Ancestry and history 
It's widely believed that Baloch (similarly to all Baloch people)  are descendant of the Islamic Prophet Muhammad’s uncle, Ameer Hamza. After the fight against second Umayyad Caliph Yazid I at Karbala (in which Ameer Hamza’s descendants supported and fought alongside Husayn ibn Ali) in 680, descendants of Ameer Hamza went off to settle at the east or southeast of the central Caspian region, specially toward Sistan, Iran. It's also believed that baloch ancestors were distantly related to the Oghuz Turks, Seljuks. Because of the belief that Baloch people’s ancestral home was Aleppo, second largest city in modern day Syria, it's theorised that they possibly could also be very close to the Ayyubids and one point in history.

Languages People of this tribe speak Balochi, Saraiki, Sindhi and Arabic. 

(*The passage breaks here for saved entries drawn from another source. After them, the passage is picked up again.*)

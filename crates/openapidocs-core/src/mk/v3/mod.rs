//! Documentation handler for OpenAPI 3 documents.
//!
//! The handler owns a normalized copy of the document (file references
//! inlined, `components` present) and offers the operations used by the
//! templates: reference resolution and expansion, example synthesis,
//! parameter and content helpers.
//!
//! # Examples
//!
//! ```
//! use openapidocs_core::mk::v3::OpenApiV3DocumentationHandler;
//! use serde_json::json;
//!
//! let handler = OpenApiV3DocumentationHandler::new(json!({
//!     "components": {"schemas": {"Cat": {"type": "object", "properties": {}}}}
//! }), "").unwrap();
//!
//! let cat = handler.resolve_reference("#/components/schemas/Cat").unwrap();
//! assert_eq!(cat, Some(json!({"type": "object", "properties": {}})));
//! ```

// Internal imports (std, crate)
use std::collections::HashSet;
use std::path::{Component, Path, PathBuf};
use std::sync::Arc;

use crate::error::{Error, Result};
use crate::mk::common::{
    is_array_schema, is_object_schema, is_reference, iter_operations, ref_node_type_name,
    DocumentsWriter, HTTP_METHODS,
};
use crate::mk::contents::{ContentWriter, FormContentWriter, JsonContentWriter};
use crate::mk::templates::{OutputStyle, TeraDocumentsWriter};
use crate::mk::texts::Texts;
use crate::mk::{is_truthy, read_dict, sort_dict};
use crate::normalize::Node;
use crate::source::read_from_file;

// External imports (alphabetized)
use indexmap::IndexMap;
use serde::Serialize;
use serde_json::{json, Map};

pub mod examples;

use examples::ExampleGenerator;

/// Writer of the documents produced by the V3 handler.
pub type SharedDocumentsWriter = Arc<dyn DocumentsWriter<OpenApiV3DocumentationHandler>>;

/// An example of a content, as shown in the documentation.
#[derive(Debug, Clone, PartialEq, Serialize)]
pub struct ContentExample {
    pub value: Node,
    pub auto_generated: bool,
    pub name: String,
}

/// A path and its path item, with request bodies resolved.
#[derive(Debug, Clone, PartialEq, Serialize)]
pub struct PathEntry {
    pub path: String,
    pub item: Node,
}

/// Values that point at a place of the document.
pub trait AsReference {
    /// The `$ref` value, if any.
    fn reference(&self) -> Option<&str>;
}

impl AsReference for str {
    fn reference(&self) -> Option<&str> {
        Some(self)
    }
}

impl AsReference for String {
    fn reference(&self) -> Option<&str> {
        Some(self)
    }
}

impl AsReference for Node {
    fn reference(&self) -> Option<&str> {
        match self {
            Node::String(value) => Some(value),
            Node::Object(map) => map.get("$ref").and_then(Node::as_str),
            _ => None,
        }
    }
}

#[derive(Default)]
struct ExpandContext {
    expanded_refs: HashSet<String>,
}

/// Documentation handler for OpenAPI 3 documents.
#[derive(Clone)]
pub struct OpenApiV3DocumentationHandler {
    doc: Arc<Node>,
    source: String,
    texts: Arc<Texts>,
    examples: Arc<ExampleGenerator>,
    json_writer: Arc<JsonContentWriter>,
    content_writers: Vec<Arc<dyn ContentWriter>>,
    writer: Option<SharedDocumentsWriter>,
}

impl std::fmt::Debug for OpenApiV3DocumentationHandler {
    fn fmt(&self, f: &mut std::fmt::Formatter<'_>) -> std::fmt::Result {
        f.debug_struct("OpenApiV3DocumentationHandler")
            .field("source", &self.source)
            .field("examples", &self.examples)
            .finish()
    }
}
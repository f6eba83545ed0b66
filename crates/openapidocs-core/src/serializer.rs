//! Serialization of documentation records to JSON and YAML text.
//!
//! # Examples
//!
//! ```
//! use openapidocs_core::serializer::{Format, Serializer};
//! use openapidocs_core::v3::{Parameter, ParameterLocation};
//!
//! let serializer = Serializer::default();
//! let parameter = Parameter::new("search", ParameterLocation::Query);
//! let yaml = serializer.serialize(&parameter, Format::Yaml).unwrap();
//! assert_eq!(yaml, "name: search\nin: query\n");
//! ```

// Internal imports (std, crate)
use crate::error::{Error, Result};
use crate::normalize::{Node, Normalize, Normalizer, Raw};
use crate::yaml;

// External imports (alphabetized)
use serde::Serialize as _;
use serde_json::ser::PrettyFormatter;

crate::wire_enum! {
    /// Output text format
    pub enum Format {
        Yaml => "YAML",
        Json => "JSON",
    }
}

/// Writes JSON with four spaces of indentation, keeping non-ASCII text as is.
pub fn to_json_string(node: &Node) -> Result<String> {
    let mut buffer = Vec::new();
    let formatter = PrettyFormatter::with_indent(b"    ");
    let mut writer = serde_json::Serializer::with_formatter(&mut buffer, formatter);
    node.serialize(&mut writer)?;
    String::from_utf8(buffer)
        .map_err(|e| Error::Io(std::io::Error::new(std::io::ErrorKind::InvalidData, e)))
}

/// Turns documentation records into JSON or YAML text.
#[derive(Debug, Default)]
pub struct Serializer {
    normalizer: Normalizer,
}

impl Serializer {
    pub fn new(normalizer: Normalizer) -> Self {
        Self { normalizer }
    }

    pub fn normalizer(&self) -> &Normalizer {
        &self.normalizer
    }

    /// Normalizes a record, a plain record or a custom serializable value.
    ///
    /// Scalars and bare collections are rejected with
    /// [`Error::UnsupportedValue`].
    pub fn to_obj<T: Normalize + ?Sized>(&self, item: &T) -> Result<Node> {
        match item.raw() {
            raw @ (Raw::Record(_) | Raw::Plain(_) | Raw::Custom(_)) => {
                Ok(self.normalizer.normalize_raw(raw))
            }
            other => Err(Error::UnsupportedValue(format!(
                "cannot serialize a {}: expected a documentation element",
                other.kind()
            ))),
        }
    }

    pub fn to_json<T: Normalize + ?Sized>(&self, item: &T) -> Result<String> {
        to_json_string(&self.to_obj(item)?)
    }

    pub fn to_yaml<T: Normalize + ?Sized>(&self, item: &T) -> Result<String> {
        yaml::to_string(&self.to_obj(item)?)
    }

    pub fn serialize<T: Normalize + ?Sized>(&self, item: &T, format: Format) -> Result<String> {
        log::debug!("Serializing element to {}", format);
        match format {
            Format::Yaml => self.to_yaml(item),
            Format::Json => self.to_json(item),
        }
    }
}

#[cfg(test)]
mod tests {
    use super::*;
    use crate::normalize::Scalar;
    use pretty_assertions::assert_eq;
    use serde_json::json;

    #[test]
    fn test_to_json_string_uses_four_spaces() {
        let node = json!({"a": [1, {"b": "café"}], "c": {}});
        let expected = "{\n    \"a\": [\n        1,\n        {\n            \"b\": \"café\"\n        }\n    ],\n    \"c\": {}\n}";
        assert_eq!(to_json_string(&node).unwrap(), expected);
    }

    #[test]
    fn test_rejects_scalars_and_collections() {
        struct Value;

        impl Normalize for Value {
            fn raw(&self) -> Raw<'_> {
                Raw::Scalar(Scalar::Int(1))
            }
        }

        let serializer = Serializer::default();
        assert!(matches!(
            serializer.to_obj(&Value),
            Err(Error::UnsupportedValue(_))
        ));
        assert!(matches!(
            serializer.to_json(&vec!["a".to_string()]),
            Err(Error::UnsupportedValue(_))
        ));
    }

    #[test]
    fn test_format_names() {
        assert_eq!("YAML".parse::<Format>().unwrap(), Format::Yaml);
        assert_eq!(Format::Json.to_string(), "JSON");
    }
}
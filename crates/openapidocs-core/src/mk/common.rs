//! Predicates on schema nodes shared by the documentation handlers.

// Internal imports (std, crate)
use crate::error::Result;
use crate::normalize::Node;

/// Operation keys of a path item.
pub const HTTP_METHODS: [&str; 8] = [
    "get", "put", "post", "delete", "options", "head", "patch", "trace",
];

/// Type names rendered inline rather than as links to a schema.
pub const SCALAR_TYPES: [&str; 4] = ["string", "integer", "boolean", "number"];

/// Produces the text of a document from a documentation handler.
pub trait DocumentsWriter<H>: Send + Sync {
    fn write(&self, handler: &H) -> Result<String>;
}

/// A mapping with a `$ref` key.
pub fn is_reference(data: &Node) -> bool {
    data.as_object().map_or(false, |map| map.contains_key("$ref"))
}

/// A schema of type `object` whose `properties` is a mapping.
pub fn is_object_schema(data: &Node) -> bool {
    data.get("type").and_then(Node::as_str) == Some("object")
        && data.get("properties").map_or(false, Node::is_object)
}

/// A schema of type `array` whose `items` is a mapping.
pub fn is_array_schema(data: &Node) -> bool {
    data.get("type").and_then(Node::as_str) == Some("array")
        && data.get("items").map_or(false, Node::is_object)
}

/// Last segment of a `$ref` value: `#/components/schemas/Pet` gives `Pet`.
pub fn get_ref_type_name(reference: &str) -> &str {
    let trimmed = reference.trim_start_matches(['#', '/']);
    trimmed.rsplit('/').next().unwrap_or(trimmed)
}

/// Type name of the schema referenced by a reference node.
pub fn ref_node_type_name(data: &Node) -> Option<&str> {
    data.get("$ref").and_then(Node::as_str).map(get_ref_type_name)
}

/// Path item entries that hold operations.
pub fn iter_operations(path_item: &Node) -> impl Iterator<Item = (&String, &Node)> {
    path_item
        .as_object()
        .into_iter()
        .flat_map(|map| map.iter())
        .filter(|(method, operation)| {
            HTTP_METHODS.contains(&method.as_str()) && operation.is_object()
        })
}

Location Members of this tribe reside in province Sindh in Ghotki , Dadu and Hyderabad . Some are found in Balochistan and southern Punjab also. Their main inhabitants are near the mountains of Koh-e-sulaiman range in Shadan Lund ( Dera Ghazi Khan ), Tibbi Lundan ( Rajanpur) and in Sindh (Mainly Ghotki and Dadu ) and Balochistan. History they came at Dera Ghazi Khan and defeated Pathans at Salar near the mountain of Koh-e-Sulaiman.They originally came from Balochistan and are now settled in Punjab, around Dera Ghazi Khan and Sindh.